In the past month, support for Huckabee as the Republican nominee for president has increased significantly, from 10% to 16%. Huckabee is now essentially tied for second place with Fred Thompson, John McCain, and Mitt Romney behind front-runner Rudy Giuliani in the contest to win the Republican Party's 2008 presidential nomination. For more information, see Frank Newport's Dec. 4 analysis of the Republican nomination race in Related Items.
Huckabee's Favorable Ratings
According to the Nov. 30-Dec. 2, 2007, poll, 33% of Americans say they have a favorable opinion of Huckabee, while 16% have an unfavorable opinion and 51% say they are not familiar enough with Huckabee to rate him. This is a rather dramatic change from early November, when Americans were equally divided between positive (18%) and negative (18%) views of Huckabee. As he has become better known, Huckabee's favorable rating has increased substantially, while his unfavorable rating has held steady.

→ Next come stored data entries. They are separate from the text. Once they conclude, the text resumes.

//! Command handlers.

use std::path::PathBuf;

use chrono::Local;
use rental_client::{
    ClientConfig, RentalApi, Result, Session, SubscriptionWorkflow,
    admin::{AdminConsole, CategoryForm, PlanForm, VehicleForm},
    auth::{self, RegistrationForm},
    error::RentalError,
    models::{CategoryId, PlanId, ReservationId, RoleId, Subscription, VehicleId},
    session::{FileSessionStore, SessionStore},
    workflow::{CardDetails, CurrentSubscription, PlansState, SubscriptionState},
};
use tracing::debug;

use crate::{AdminCommand, CardArgs, Cli, Command, RegisterArgs};

const SESSION_FILE_NAME: &str = ".rental-session.json";

fn default_session_file() -> PathBuf {
    std::env::var_os("HOME")
        .map_or_else(|| PathBuf::from("."), PathBuf::from)
        .join(SESSION_FILE_NAME)
}

fn load_config(path: Option<&PathBuf>) -> Result<ClientConfig> {
    match path {
        Some(path) => {
            debug!(path = %path.display(), "loading configuration");
            ClientConfig::from_file(path)
        }
        None => Ok(ClientConfig::default()),
    }
}

fn print_subscription(sub: &Subscription) {
    println!(
        "#{} plan {} {} -> {} [{}]",
        sub.id_suscripcion,
        sub.id_plan,
        sub.fecha_inicio,
        sub.fecha_fin,
        sub.id_estado.as_str()
    );
}

fn print_outcome(workflow: &SubscriptionWorkflow) {
    if let Some(message) = workflow.message() {
        println!("{message}");
    }
    match workflow.active_banner() {
        Some(banner) => {
            println!("{}", banner.title);
            if let Some(name) = banner.plan_name {
                println!("  Plan: {name}");
            }
            println!("  Desde: {}", banner.subscription.fecha_inicio);
            println!("  Hasta: {}", banner.subscription.fecha_fin);
        }
        None => {
            if let SubscriptionState::SubscribedUnpaid { subscription, .. } = workflow.state() {
                println!(
                    "La suscripción #{} no tiene pago registrado. Usa `rental pay-pending`.",
                    subscription.id_suscripcion
                );
            }
        }
    }
}

/// Runs one command.
pub(crate) async fn run(cli: Cli) -> Result<()> {
    let config = load_config(cli.config.as_ref())?;
    let store = FileSessionStore::new(cli.session_file.unwrap_or_else(default_session_file));
    let api = RentalApi::from_config(&config)?;

    match cli.command {
        Command::Login { email, password } => {
            let session = auth::login(&api, &email, &password).await?;
            store.save(&session)?;
            let name = session.credentials().and_then(|c| c.name()).unwrap_or(email.as_str());
            println!("Bienvenido, {name}.");
        }
        Command::Logout => {
            store.clear()?;
            println!("Sesión cerrada.");
        }
        Command::Register(args) => register(&api, args).await?,
        Command::Roles => {
            for role in auth::roles(&api).await? {
                println!("{}\t{}", role.id_rol, role.nombre_rol);
            }
        }
        Command::Profile => {
            let user = auth::profile(&api, &store.load()?).await?;
            println!("{} <{}>", user.nombres, user.email);
            if let Some(role) = user.role_name() {
                println!("Rol: {role}");
            }
        }
        Command::Plans => {
            for plan in api.list_plans().await? {
                println!(
                    "{}\t{}\t${}/mes\t{}",
                    plan.id_plan,
                    plan.nombre_plan,
                    plan.precio_mensual,
                    plan.distance_label()
                );
            }
        }
        Command::Status => status(api, store.load()?).await?,
        Command::Subscribe { plan, card } => subscribe(api, store.load()?, plan, card).await?,
        Command::PayPending => {
            let mut workflow = SubscriptionWorkflow::new(api, store.load()?);
            workflow.load().await?;
            let result = workflow.retry_payment().await;
            print_outcome(&workflow);
            result?;
        }
        Command::Cancel => {
            let mut workflow = SubscriptionWorkflow::new(api, store.load()?);
            workflow.load().await?;
            if workflow.state().subscription().is_none() {
                println!("No tienes una suscripción activa.");
                return Ok(());
            }
            let result = workflow.deactivate().await;
            print_outcome(&workflow);
            result?;
        }
        Command::Reserve { vehicle, from, to } => {
            let mut workflow = SubscriptionWorkflow::new(api, store.load()?);
            workflow.load().await?;
            let reservation =
                workflow.book_reservation(VehicleId::new(vehicle), from, to).await?;
            print_outcome(&workflow);
            if let Some(r) = reservation {
                println!("Reserva #{} ({} días)", r.id_reservacion, r.days());
            }
        }
        Command::Subscriptions => {
            let mut workflow = SubscriptionWorkflow::new(api, store.load()?);
            for sub in workflow.list_user_subscriptions().await? {
                print_subscription(&sub);
            }
        }
        Command::Vehicles => {
            for vehicle in api.list_vehicles().await? {
                println!("{}\t{}", vehicle.id_vehiculo, vehicle.label());
            }
        }
        Command::Categories => {
            for category in api.list_categories().await? {
                println!(
                    "{}\t{}\t{}",
                    category.id_categoria, category.nombre_categoria, category.descripcion
                );
            }
        }
        Command::Admin(command) => admin(AdminConsole::new(api, store.load()?), command).await?,
    }
    Ok(())
}

async fn register(api: &RentalApi, args: RegisterArgs) -> Result<()> {
    let form = RegistrationForm {
        nombres: args.name,
        email: args.email,
        telefono: args.phone,
        dui: args.dui,
        id_rol: Some(RoleId::new(args.role)),
        password: args.password,
        confirm_password: args.confirm_password,
    };
    auth::register(api, &form).await?;
    println!("Tu cuenta ha sido creada. Ahora puedes iniciar sesión.");
    Ok(())
}

async fn status(api: RentalApi, session: Session) -> Result<()> {
    let mut workflow = SubscriptionWorkflow::new(api, session);
    let loaded = workflow.load().await;

    if let PlansState::Failed(message) = workflow.plans() {
        println!("{message}");
    }
    print_outcome(&workflow);
    if matches!(workflow.current(), CurrentSubscription::None) {
        println!("No tienes una suscripción activa.");
    }
    loaded
}

async fn subscribe(api: RentalApi, session: Session, plan_id: u64, card: CardArgs) -> Result<()> {
    let card = CardDetails::new(card.holder, card.card_number, card.expiry, card.cvv);
    card.validate()?;
    let mut workflow = SubscriptionWorkflow::new(api, session);
    workflow.load().await?;

    let plan_id = PlanId::new(plan_id);
    let Some(plan) = workflow.plans().plans().iter().find(|p| p.id_plan == plan_id).cloned() else {
        return Err(RentalError::Validation(format!("El plan {plan_id} no existe.")));
    };

    let result = workflow.subscribe(&plan, &card).await;
    print_outcome(&workflow);
    result.map(|_| ())
}

async fn admin(console: AdminConsole, command: AdminCommand) -> Result<()> {
    match command {
        AdminCommand::Stats { days } => {
            let stats = console.dashboard(Local::now().date_naive(), days).await?;
            println!("Vehículos: {}", stats.vehicles);
            println!("Planes: {}", stats.plans);
            println!("Reservaciones: {}", stats.reservations);
            println!("Usuarios: {}", stats.users);
            println!("Suscripciones: {}", stats.subscriptions);
            println!("Ganancias totales: ${}", stats.total_revenue);
            for point in &stats.revenue_daily {
                println!("  {}  ${}", point.date, point.value);
            }
        }
        AdminCommand::Reservations => {
            for r in console.reservations().await? {
                let status = r
                    .suscripcion
                    .as_ref()
                    .map_or("-", |s| s.id_estado.as_str());
                println!(
                    "#{}\t{} -> {}\tsuscripción {}\t{status}",
                    r.id_reservacion, r.fecha_desde, r.fecha_hasta, r.id_suscripcion
                );
            }
        }
        AdminCommand::Users => {
            for user in console.users().await? {
                println!(
                    "{}\t{}\t{}\t{}",
                    user.id_usuario,
                    user.nombres,
                    user.email,
                    user.role_name().unwrap_or("-")
                );
            }
        }
        AdminCommand::AcceptReservation { id } => {
            console.accept_reservation(ReservationId::new(id)).await?;
            println!("Reservación #{id} aceptada.");
        }
        AdminCommand::AddCategory { name, description } => {
            console.add_category(&CategoryForm::new(name, description)).await?;
            println!("Categoría agregada.");
        }
        AdminCommand::AddVehicle { make, model, year, plate, category } => {
            let mut form = VehicleForm::new(make, model, year, plate);
            if let Some(id) = category {
                form = form.with_category(CategoryId::new(id));
            }
            console.add_vehicle(&form).await?;
            println!("Vehículo agregado.");
        }
        AdminCommand::AddPlan { name, description, price, km, category } => {
            console.add_plan(&PlanForm::new(name, description, price, km, category)).await?;
            println!("¡Plan agregado con éxito!");
        }
    }
    Ok(())
}
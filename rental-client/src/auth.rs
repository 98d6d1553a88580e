//! Sign-in and registration.
//!
//! [`login`] exchanges credentials for a [`Session`]; [`register`] sends a
//! [`RegistrationForm`] once its password confirmation matches.

use std::fmt;

use tracing::{info, instrument, warn};
use uuid::Uuid;
use zeroize::Zeroize;

use crate::{
    api::{LoginRequest, RegisterRequest, RentalApi},
    audit::{AuditEvent, AuditEventType, audit_log},
    error::{RentalError, Result},
    models::{Role, RoleId, User},
    session::{AuthToken, Credentials, Session},
    transport::Transport,
};

/// Shown when the server rejects a login without saying why.
pub const LOGIN_FAILED_MESSAGE: &str = "Credenciales inválidas";

/// Shown when the password and its confirmation differ.
pub const PASSWORD_MISMATCH_MESSAGE: &str = "Las contraseñas no coinciden";

/// Shown when a registration field is blank.
pub const REGISTRATION_INCOMPLETE_MESSAGE: &str = "Por favor, completa todos los campos.";

/// Signs in and returns the authenticated session.
///
/// The user id is taken from the response; when the response embeds the user
/// record, name, email and role are kept as well.
///
/// # Errors
///
/// - [`RentalError::Api`] for rejected credentials, carrying the server's
///   message or [`LOGIN_FAILED_MESSAGE`]
/// - [`RentalError::InvalidResponse`] if the response has no user id
/// - any other request error
#[instrument(skip(api, email, password), fields(email = %crate::audit::redact_email(email)))]
pub async fn login<T: Transport>(
    api: &RentalApi<T>,
    email: &str,
    password: &str,
) -> Result<Session> {
    let request = LoginRequest { email: email.trim().to_owned(), password: password.to_owned() };
    let request_id = Uuid::new_v4();

    let response = match api.login(&request).await {
        Ok(response) => response,
        Err(e) => {
            let e = match e {
                RentalError::Api { status, message: None } => {
                    RentalError::Api { status, message: Some(LOGIN_FAILED_MESSAGE.to_owned()) }
                }
                other => other,
            };
            warn!(error = %e, "login rejected");
            audit_log(
                &AuditEvent::new(AuditEventType::LoginFailed, request_id)
                    .with_email(&request.email)
                    .with_error(e.to_string()),
            );
            return Err(e);
        }
    };

    let Some(user_id) = response.user_id() else {
        return Err(RentalError::InvalidResponse("login response carries no user id".into()));
    };
    let token = AuthToken::new(response.token.clone());
    let credentials = match &response.user {
        Some(user) => Credentials::from_user(token, user),
        None => Credentials::new(token, user_id),
    };

    audit_log(
        &AuditEvent::new(AuditEventType::LoginSucceeded, request_id)
            .with_user(user_id)
            .with_email(&request.email),
    );
    info!(user = %user_id, "signed in");
    Ok(Session::Authenticated(credentials))
}

/// Roles offered on the registration form.
///
/// # Errors
///
/// Returns any request error.
pub async fn roles<T: Transport>(api: &RentalApi<T>) -> Result<Vec<Role>> {
    api.list_roles().await
}

/// Profile of the signed-in user.
///
/// # Errors
///
/// Returns [`RentalError::Unauthenticated`] without a session, or any request
/// error.
pub async fn profile<T: Transport>(api: &RentalApi<T>, session: &Session) -> Result<User> {
    let user_id = session.require()?.user_id();
    api.get_user(session, user_id).await
}

/// Sign-up form as entered.
///
/// Passwords are zeroized on drop and never printed by `Debug`.
///
/// # Examples
///
/// ```
/// use rental_client::{auth::RegistrationForm, models::RoleId};
///
/// let mut form = RegistrationForm {
///     nombres: "Ana López".into(),
///     email: "ana@example.com".into(),
///     telefono: "7777-0000".into(),
///     dui: "01234567-8".into(),
///     id_rol: Some(RoleId::new(2)),
///     password: "secreto".into(),
///     confirm_password: "secreto".into(),
/// };
/// assert!(form.validate().is_ok());
///
/// form.confirm_password = "otro".into();
/// assert!(form.validate().is_err());
/// ```
#[derive(Clone, Default)]
pub struct RegistrationForm {
    /// Full name.
    pub nombres: String,
    /// Email address.
    pub email: String,
    /// Phone number.
    pub telefono: String,
    /// Identity document number.
    pub dui: String,
    /// Selected role.
    pub id_rol: Option<RoleId>,
    /// Password.
    pub password: String,
    /// Password typed again.
    pub confirm_password: String,
}

impl RegistrationForm {
    /// Checks the confirmation, then that every field is filled in.
    ///
    /// # Errors
    ///
    /// Returns [`RentalError::Validation`] with
    /// [`PASSWORD_MISMATCH_MESSAGE`] or [`REGISTRATION_INCOMPLETE_MESSAGE`].
    pub fn validate(&self) -> Result<()> {
        if self.password != self.confirm_password {
            return Err(RentalError::Validation(PASSWORD_MISMATCH_MESSAGE.to_owned()));
        }
        let fields = [&self.nombres, &self.email, &self.telefono, &self.dui, &self.password];
        if fields.iter().any(|f| f.trim().is_empty()) || self.id_rol.is_none() {
            return Err(RentalError::Validation(REGISTRATION_INCOMPLETE_MESSAGE.to_owned()));
        }
        Ok(())
    }

    /// Validated request body.
    ///
    /// # Errors
    ///
    /// Returns the [`validate`](Self::validate) error.
    pub fn request(&self) -> Result<RegisterRequest> {
        self.validate()?;
        let id_rol = self
            .id_rol
            .ok_or_else(|| RentalError::Validation(REGISTRATION_INCOMPLETE_MESSAGE.to_owned()))?;
        Ok(RegisterRequest {
            nombres: self.nombres.trim().to_owned(),
            email: self.email.trim().to_owned(),
            telefono: self.telefono.trim().to_owned(),
            dui: self.dui.trim().to_owned(),
            id_rol,
            password: self.password.clone(),
        })
    }
}

impl fmt::Debug for RegistrationForm {
    fn fmt(&self, f: &mut fmt::Formatter<'_>) -> fmt::Result {
        f.debug_struct("RegistrationForm")
            .field("nombres", &self.nombres)
            .field("email", &self.email)
            .field("id_rol", &self.id_rol)
            .finish_non_exhaustive()
    }
}

impl Drop for RegistrationForm {
    fn drop(&mut self) {
        self.password.zeroize();
        self.confirm_password.zeroize();
    }
}

/// Creates an account. The user signs in separately afterwards.
///
/// # Errors
///
/// Returns the form's validation error without sending, or any request
/// error.
#[instrument(skip(api, form), fields(email = %crate::audit::redact_email(&form.email)))]
pub async fn register<T: Transport>(api: &RentalApi<T>, form: &RegistrationForm) -> Result<()> {
    let request = form.request()?;
    api.register(&request).await?;
    info!("account registered");
    Ok(())
}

As would be expected, Republicans are much more positive than independents or Democrats in their views of Huckabee; still, his positive ratings among all three party groups have increased significantly in the past month.
As the table shows, a slight majority of Republicans, 53%, say they have a favorable opinion of Huckabee, up 26 points since early November. Republicans have consistently rated Huckabee more positively than negatively since August, when Gallup first asked about him.
Even though Democrats' ratings of Huckabee are at their most positive level to date, Democrats are still about equally likely to rate Huckabee favorably (20%) as unfavorably (21%). But that is an improvement compared with the October and early November ratings, when Democrats were on balance negative toward him.
Huckabee's favorable rating among independents has increased by 11 points since early November and, for the first time, it is significantly more positive than negative. From August through early November, independents were about evenly divided in their views of Huckabee.
Americans' Thoughts on Mike Huckabee
Gallup's November Panel poll -- conducted late last month -- asked Americans to say, in their own words, "What comes to mind when [they] think about former Arkansas Gov. Mike Huckabee." Key findings from this are that 1) a majority of Americans at the time of this survey were not familiar enough with Huckabee to say anything about him; 2) most of what Americans did say about Huckabee was positive; and 3) few Americans mentioned anything negative about him.
Sixty-five percent of Americans in this Nov. 26-29, 2007, Gallup Panel poll were not able to say anything about Huckabee. In a heated political environment, things change on a daily basis, and it is likely that Americans are quickly becoming more familiar with Huckabee.
Given the lack of a well-defined image of Huckabee, it is not surprising that no common themes emerge in response to the open-ended question. The things Americans most commonly say about Huckabee are that they like him or view him favorably (mentioned by 6%), that he is a good prospect, a rising star, and is becoming popular (4%), has good Christian values and is religious (3%), is a nice guy and down to earth (3%), and is conservative (3%). Fewer Americans mention Huckabee's perceived honesty, their dislike of him, agreement with his views, that he is unlikely to win, that he has lost a lot of weight, and his endorsement by action-film star Chuck Norris.
One emerging pattern in the open-ended responses is that positive comments far outweigh the negative. Nineteen percent of Americans mention something clearly positive about Huckabee, while just 3% mention something clearly negative. Four percent mention something that could be positive to some and negative to others -- that he is a conservative, that he is a Republican, and their familiarity with the Chuck Norris commercial.
Results are based on telephone interviews with 1,006 national adults, aged 18 and older, conducted Nov. 30-Dec. 2, 2007. For results based on the total sample of national adults, one can say with 95% confidence that the maximum margin of sampling error is ±3 percentage points.
Results for the Panel study are based on telephone interviews with 1,003 national adults, aged 18 and older, conducted Nov. 26-29, 2007. Respondents were drawn from Gallup's household panel, which was originally recruited through random selection methods. The final sample is weighted so it is representative of U.S. adults nationwide. For results based on the total sample of national adults, one can say with 95% confidence that the maximum margin of sampling error is ±4 percentage points.
In addition to sampling error, question wording and practical difficulties in conducting surveys can introduce error or bias into the findings of public opinion polls.